ABOUT THIS EXERCISE
In the entries that follow, find each line with the word "None" and copy it.

──────── MATERIALS PROVIDED ────────

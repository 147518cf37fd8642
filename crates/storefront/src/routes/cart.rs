//! Cart route handlers.
//!
//! Every cart request locks the visitor's server-side cart, mounts a
//! [`CartPage`] over it, performs one action, and renders the result.
//! The lock is held until the view is built. HTMX requests
//! (`HX-Request` header) get the cart panel fragment; plain form posts get
//! the full page.

use askama::Template;
use askama_web::WebTemplate;
use axum::{
    Form,
    extract::State,
    http::{HeaderMap, HeaderValue, StatusCode, header::LOCATION},
    response::{AppendHeaders, IntoResponse, Redirect, Response},
};
use serde::Deserialize;
use tillpoint_core::{CartStore, CurrencyCode, Price, ProductId};
use tower_sessions::Session;
use tracing::instrument;
use url::Url;

use crate::error::{AppError, Result};
use crate::carts::VisitorCart;
use crate::models::visitor_key;
use crate::page::{CartPage, CartPageError, PageContext};
use crate::services::identity::VisitorIdentity;
use crate::state::AppState;

// =============================================================================
// View Types
// =============================================================================

/// Cart line display data for templates.
#[derive(Debug, Clone)]
pub struct CartItemView {
    pub id: String,
    pub name: String,
    pub url: String,
    pub quantity: u32,
    pub price: String,
    pub line_price: String,
}

/// Applied coupon display data for templates.
#[derive(Debug, Clone)]
pub struct AppliedCouponView {
    pub code: String,
    pub label: String,
}

/// Cart display data for templates.
#[derive(Debug, Clone)]
pub struct CartView {
    pub items: Vec<CartItemView>,
    pub item_count: u32,
    pub subtotal: String,
    /// Formatted discount, only when a coupon reduced the total.
    pub discount: Option<String>,
    pub total: String,
    pub coupon: Option<AppliedCouponView>,
    pub coupon_error: Option<String>,
    pub coupon_input: String,
    pub checkout_error: Option<String>,
    pub can_checkout: bool,
    pub signed_in_as: Option<String>,
    pub dev_sign_in: bool,
}

fn format_price(amount: rust_decimal::Decimal, currency: CurrencyCode) -> String {
    Price::new(amount, currency).display()
}

impl CartView {
    /// Snapshot a mounted page for rendering.
    pub fn from_page<S, V, K>(page: &CartPage<'_, S, V, K>, dev_sign_in: bool) -> Self
    where
        S: CartStore,
        V: crate::services::CouponValidator,
        K: crate::services::CheckoutInitiator,
    {
        let currency = page.currency();
        let totals = page.totals();

        let items = page
            .items()
            .iter()
            .map(|item| CartItemView {
                id: item.product.id.to_string(),
                name: item.product.name.clone(),
                url: format!("/products/{}", item.product.id),
                quantity: item.quantity,
                price: format_price(item.product.price, currency),
                line_price: format_price(item.line_total(), currency),
            })
            .collect();

        Self {
            items,
            item_count: page.item_count(),
            subtotal: format_price(totals.subtotal, currency),
            discount: totals
                .has_discount()
                .then(|| format!("-{}", format_price(totals.discount, currency))),
            total: format_price(totals.total, currency),
            coupon: page.coupon().applied().map(|coupon| AppliedCouponView {
                code: coupon.code.to_string(),
                label: coupon.label(),
            }),
            coupon_error: page.coupon().error().map(String::from),
            coupon_input: page.coupon_input().to_string(),
            checkout_error: page.checkout_state().error().map(String::from),
            can_checkout: page.can_checkout(),
            signed_in_as: page.session().map(|s| {
                s.email
                    .clone()
                    .unwrap_or_else(|| s.user_id.to_string())
            }),
            dev_sign_in,
        }
    }
}

// =============================================================================
// Form Types
// =============================================================================

/// Form naming a cart line.
#[derive(Debug, Deserialize)]
pub struct LineForm {
    pub product_id: String,
}

/// Add to cart form data.
#[derive(Debug, Deserialize)]
pub struct AddToCartForm {
    pub product_id: String,
    pub quantity: Option<u32>,
}

/// Coupon form data.
#[derive(Debug, Deserialize)]
pub struct CouponForm {
    #[serde(default)]
    pub code: String,
}

// =============================================================================
// Templates
// =============================================================================

/// Cart page template.
#[derive(Template, WebTemplate)]
#[template(path = "cart/show.html")]
pub struct CartShowTemplate {
    pub cart: CartView,
}

/// Cart panel fragment template (for HTMX).
#[derive(Template, WebTemplate)]
#[template(path = "partials/cart_panel.html")]
pub struct CartPanelTemplate {
    pub cart: CartView,
}

/// Cart count badge fragment template (for HTMX).
#[derive(Template, WebTemplate)]
#[template(path = "partials/cart_count.html")]
pub struct CartCountTemplate {
    pub count: u32,
}

// =============================================================================
// Page Driver
// =============================================================================

/// One cart page operation.
#[derive(Debug)]
enum CartAction {
    View,
    Increment(ProductId),
    Decrement(ProductId),
    Remove(ProductId),
    ApplyCoupon(String),
    RemoveCoupon,
    Checkout,
}

/// Result of running a cart action.
struct Outcome {
    view: CartView,
    redirect: Option<Url>,
}

/// Mount the visitor's cart page and run `action` under the cart lock.
///
/// The coupon state is written back only once the action completes, so a
/// request dropped mid-validation leaves the previous state in place.
async fn run(state: &AppState, session: &Session, action: CartAction) -> Result<Outcome> {
    let visitor = visitor_key(session).await?;
    let mut entry = state.lock_cart(visitor).await;
    let VisitorCart { cart, coupon } = &mut *entry;
    let identity = VisitorIdentity::new(session, state.auth(), visitor);
    let ctx = PageContext {
        coupons: state.coupons(),
        checkout: state.checkout(),
        currency: state.config().currency,
    };

    let mut page = CartPage::mount(cart, ctx, &identity)
        .await?
        .with_coupon_state(coupon.clone());

    let mut redirect = None;
    match action {
        CartAction::View => {}
        CartAction::Increment(id) => page.increment(&id),
        CartAction::Decrement(id) => page.decrement(&id),
        CartAction::Remove(id) => page.remove(&id),
        // Failures are rendered from the page state
        CartAction::ApplyCoupon(code) => {
            page.apply_coupon(&code).await.ok();
        }
        CartAction::RemoveCoupon => page.remove_coupon(),
        CartAction::Checkout => redirect = page.checkout().await.ok(),
    }

    let view = CartView::from_page(&page, state.config().dev_sign_in);
    *coupon = page.into_coupon_state();

    Ok(Outcome { view, redirect })
}

fn is_htmx(headers: &HeaderMap) -> bool {
    headers.contains_key("hx-request")
}

/// Full page for plain requests, panel fragment for HTMX.
fn render(headers: &HeaderMap, cart: CartView) -> Response {
    if is_htmx(headers) {
        CartPanelTemplate { cart }.into_response()
    } else {
        CartShowTemplate { cart }.into_response()
    }
}

// =============================================================================
// Handlers
// =============================================================================

/// Display cart page.
#[instrument(skip(state, session))]
pub async fn show(State(state): State<AppState>, session: Session) -> Result<Response> {
    let outcome = run(&state, &session, CartAction::View).await?;
    Ok(CartShowTemplate { cart: outcome.view }.into_response())
}

/// Add item to cart.
///
/// HTMX requests get the cart count badge with an `HX-Trigger` so other
/// elements can refresh; plain requests are redirected to the cart.
#[instrument(skip(state, session, headers))]
pub async fn add(
    State(state): State<AppState>,
    session: Session,
    headers: HeaderMap,
    Form(form): Form<AddToCartForm>,
) -> Result<Response> {
    let quantity = form.quantity.unwrap_or(1);
    if quantity == 0 {
        return Err(AppError::BadRequest("quantity must be at least 1".to_string()));
    }

    let product = state
        .catalog()
        .get(&ProductId::new(form.product_id.as_str()))
        .cloned()
        .ok_or_else(|| AppError::NotFound(format!("product {}", form.product_id)))?;

    let mut entry = state.lock_cart(visitor_key(&session).await?).await;
    tracing::info!(product_id = %product.id, quantity, "Adding to cart");
    entry.cart.add_item(product, quantity);

    if is_htmx(&headers) {
        Ok((
            AppendHeaders([("HX-Trigger", "cart-updated")]),
            CartCountTemplate {
                count: entry.cart.item_count(),
            },
        )
            .into_response())
    } else {
        Ok(Redirect::to("/cart").into_response())
    }
}

/// Increase a line's quantity by one.
#[instrument(skip(state, session, headers))]
pub async fn increment(
    State(state): State<AppState>,
    session: Session,
    headers: HeaderMap,
    Form(form): Form<LineForm>,
) -> Result<Response> {
    let action = CartAction::Increment(ProductId::new(form.product_id));
    let outcome = run(&state, &session, action).await?;
    Ok(render(&headers, outcome.view))
}

/// Decrease a line's quantity by one, removing it at zero.
#[instrument(skip(state, session, headers))]
pub async fn decrement(
    State(state): State<AppState>,
    session: Session,
    headers: HeaderMap,
    Form(form): Form<LineForm>,
) -> Result<Response> {
    let action = CartAction::Decrement(ProductId::new(form.product_id));
    let outcome = run(&state, &session, action).await?;
    Ok(render(&headers, outcome.view))
}

/// Remove a line.
#[instrument(skip(state, session, headers))]
pub async fn remove(
    State(state): State<AppState>,
    session: Session,
    headers: HeaderMap,
    Form(form): Form<LineForm>,
) -> Result<Response> {
    let action = CartAction::Remove(ProductId::new(form.product_id));
    let outcome = run(&state, &session, action).await?;
    Ok(render(&headers, outcome.view))
}

/// Apply a coupon code.
#[instrument(skip(state, session, headers))]
pub async fn apply_coupon(
    State(state): State<AppState>,
    session: Session,
    headers: HeaderMap,
    Form(form): Form<CouponForm>,
) -> Result<Response> {
    let outcome = run(&state, &session, CartAction::ApplyCoupon(form.code)).await?;
    Ok(render(&headers, outcome.view))
}

/// Remove the applied coupon.
#[instrument(skip(state, session, headers))]
pub async fn remove_coupon(
    State(state): State<AppState>,
    session: Session,
    headers: HeaderMap,
) -> Result<Response> {
    let outcome = run(&state, &session, CartAction::RemoveCoupon).await?;
    Ok(render(&headers, outcome.view))
}

/// Start checkout.
///
/// On success, plain requests get `303 See Other` to the hosted checkout and
/// HTMX requests get `HX-Redirect`. On failure the cart is rendered with the
/// error. A second checkout from the same visitor while one is in flight is
/// refused.
#[instrument(skip(state, session, headers))]
pub async fn checkout(
    State(state): State<AppState>,
    session: Session,
    headers: HeaderMap,
) -> Result<Response> {
    let visitor = visitor_key(&session).await?;

    let Some(_guard) = state.checkout_guards().try_acquire(visitor) else {
        tracing::warn!(%visitor, "Checkout already in flight");
        let mut outcome = run(&state, &session, CartAction::View).await?;
        outcome.view.checkout_error = Some(CartPageError::CheckoutInProgress.to_string());
        outcome.view.can_checkout = false;
        return Ok((StatusCode::CONFLICT, render(&headers, outcome.view)).into_response());
    };

    let outcome = run(&state, &session, CartAction::Checkout).await?;

    match outcome.redirect {
        Some(url) => Ok(checkout_redirect(&headers, &url)),
        None => Ok(render(&headers, outcome.view)),
    }
}

/// Redirect to the hosted checkout, preserving the URL exactly.
fn checkout_redirect(headers: &HeaderMap, url: &Url) -> Response {
    let Ok(location) = HeaderValue::from_str(url.as_str()) else {
        return AppError::Internal(format!("unrepresentable session URL: {url}")).into_response();
    };

    if is_htmx(headers) {
        (StatusCode::OK, [("HX-Redirect", location)]).into_response()
    } else {
        (StatusCode::SEE_OTHER, [(LOCATION, location)]).into_response()
    }
}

────────

REPLY
    let mut redirect = None;
        None => Ok(render(&headers, outcome.view)),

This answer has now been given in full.